What is the Newt Conservation Partnership?

A community benefit society involving two conservation charities (Freshwater Habitats Trust and ARC), the Newt Conservation Partnership creates and restores ponds and terrestrial habitat for Great Crested Newts through NatureSpace’s innovative District Licensing Scheme. By working together we aim to reduce the adverse impact of development on biodiversity through improved off-site ecological mitigation and habitat creation.

The Newt Conservation Partnership, is based on the latest scientific evidence and follows conservation best practice to ensure it provides maximum benefits to wildlife. By working with our partners, we’ve already transformed degraded aquatic and terrestrial habitats into a rich wildlife sites with exceptional biodiversity.

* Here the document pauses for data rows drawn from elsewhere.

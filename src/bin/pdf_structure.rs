//! Command-line interface for pdf_structure.
//!
//! Reads positioned text items as JSON (one entry per page) from a file or
//! stdin and prints the reconstructed document as JSON.
//!
//! Usage:
//!   pdf-structure [INPUT] [--tables] [--profile prose|tabular] [--base-font-size N] [--pretty]

use std::io::Read;
use std::path::PathBuf;

use clap::{Parser, ValueEnum};
use pdf_structure::extractors::parse_pages;
use pdf_structure::{DocumentAssembler, DocumentProfile};

#[derive(Debug, Clone, Copy, ValueEnum)]
enum Profile {
    /// Paragraph text, no table detection
    Prose,
    /// Columnar data, strict heuristics and table detection
    Tabular,
}

impl From<Profile> for DocumentProfile {
    fn from(profile: Profile) -> Self {
        match profile {
            Profile::Prose => DocumentProfile::Prose,
            Profile::Tabular => DocumentProfile::Tabular,
        }
    }
}

#[derive(Debug, Parser)]
#[command(name = "pdf-structure", version, about = "Reconstruct lines, paragraphs and tables from positioned PDF text")]
struct Cli {
    /// JSON file with one item list per page (stdin when omitted)
    input: Option<PathBuf>,

    /// Document profile
    #[arg(long, value_enum, default_value_t = Profile::Prose)]
    profile: Profile,

    /// Detect tables regardless of profile
    #[arg(long)]
    tables: bool,

    /// Body font size in points; lines cluster within half of it
    #[arg(long)]
    base_font_size: Option<f64>,

    /// Indent the JSON output
    #[arg(long)]
    pretty: bool,

    /// Print pass counters to stderr
    #[arg(long)]
    stats: bool,

    /// Debug logging (overridden by RUST_LOG)
    #[arg(short, long)]
    verbose: bool,
}

fn main() {
    let cli = Cli::parse();

    let default_filter = if cli.verbose { "debug" } else { "warn" };
    env_logger::Builder::from_env(env_logger::Env::default().default_filter_or(default_filter)).init();

    if let Err(e) = run(&cli) {
        eprintln!("Error: {}", e);
        std::process::exit(1);
    }
}

fn run(cli: &Cli) -> pdf_structure::Result<()> {
    let source = match &cli.input {
        Some(path) => std::fs::read_to_string(path)?,
        None => {
            let mut buffer = String::new();
            std::io::stdin().read_to_string(&mut buffer)?;
            buffer
        },
    };

    let mut config = DocumentProfile::from(cli.profile).create_config();
    if cli.tables {
        config = config.with_table_detection(true);
    }
    if let Some(size) = cli.base_font_size {
        config = config.with_base_font_size(size);
    }

    let assembler = DocumentAssembler::with_config(config)?;
    let result = assembler.assemble(parse_pages(&source)?)?;

    let output = if cli.pretty {
        result.document.to_json_pretty()?
    } else {
        result.document.to_json()?
    };
    println!("{}", output);

    if cli.stats {
        eprintln!("{}", serde_json::to_string_pretty(&result.stats)?);
    }
    Ok(())
}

District Licensing for great crested newts

The Newt Conservation Partnership is the practical delivery partner for the NatureSpace District Licensing scheme, and operates in around 70 local planning authorities. The scheme was developed by a consortium of conservation NGOs and great crested newt experts to ensure conservation of the species at a local and landscape scale. The scheme is approved by Natural England and operates in Bedfordshire, Berkshire, Buckinghamshire, East Sussex, Gloucestershire, Hampshire, Milton Keynes, Northamptonshire, Oxfordshire, Staffordshire, Surrey and West Sussex.

The other licencing scheme is led by Natural England and covers other areas of the UK with a number of delivery partners. 


What is district licensing?

Annual monitoring

Scientific research underpins the conservation activities carried out, in particular the extensive monitoring programme that is fully funded by the scheme. 

Annual compliance monitoring including Habitat Suitability Index scoring of aquatic and terrestrial habitat and eDNA sampling at all of the ponds. On top of this, each year a number of ponds is selectively sampled and surveyed for newts using torching, trapping and egg-searching methods. On top of this, the sampled ponds are subject to a wider benefits survey of plants and invertebrates. Data collected contributes to reporting the effectiveness of the great crested newt conservation, as well as the impact on biodiversity at both site and landscape scale.

Working together with our expert partners at Freshwater Habitats Trust and Amphibian and Reptile Conservation, we look to understand more fully the importance of pond creation within the Freshwater Network and for the success of amphibians and other wildlife.

View reports from 2022

View reports from 2023

How it all benefits great crested newts

Collaborating with a number of landowners (private, large estate, council, Ministry of Defence and other NGO landowners), the Newt Conservation Partnership carefully selects sites for pond creation and restoration where ponds have a clean water source, a high chance of population viability and are within range of an existing newt population to maximise the chance of natural colonisation. This results in better conservation outcomes as newt populations are strengthened and can expand across the countryside, rather than trying to retain populations with poor long term viability in urbanised, heavily managed environments.

The Newt Conservation Partnership funds all initial creation or restoration work, then secure management agreements and provide annual payments to landowners to ensure newt habitat can be maintained for at least the next 25 years.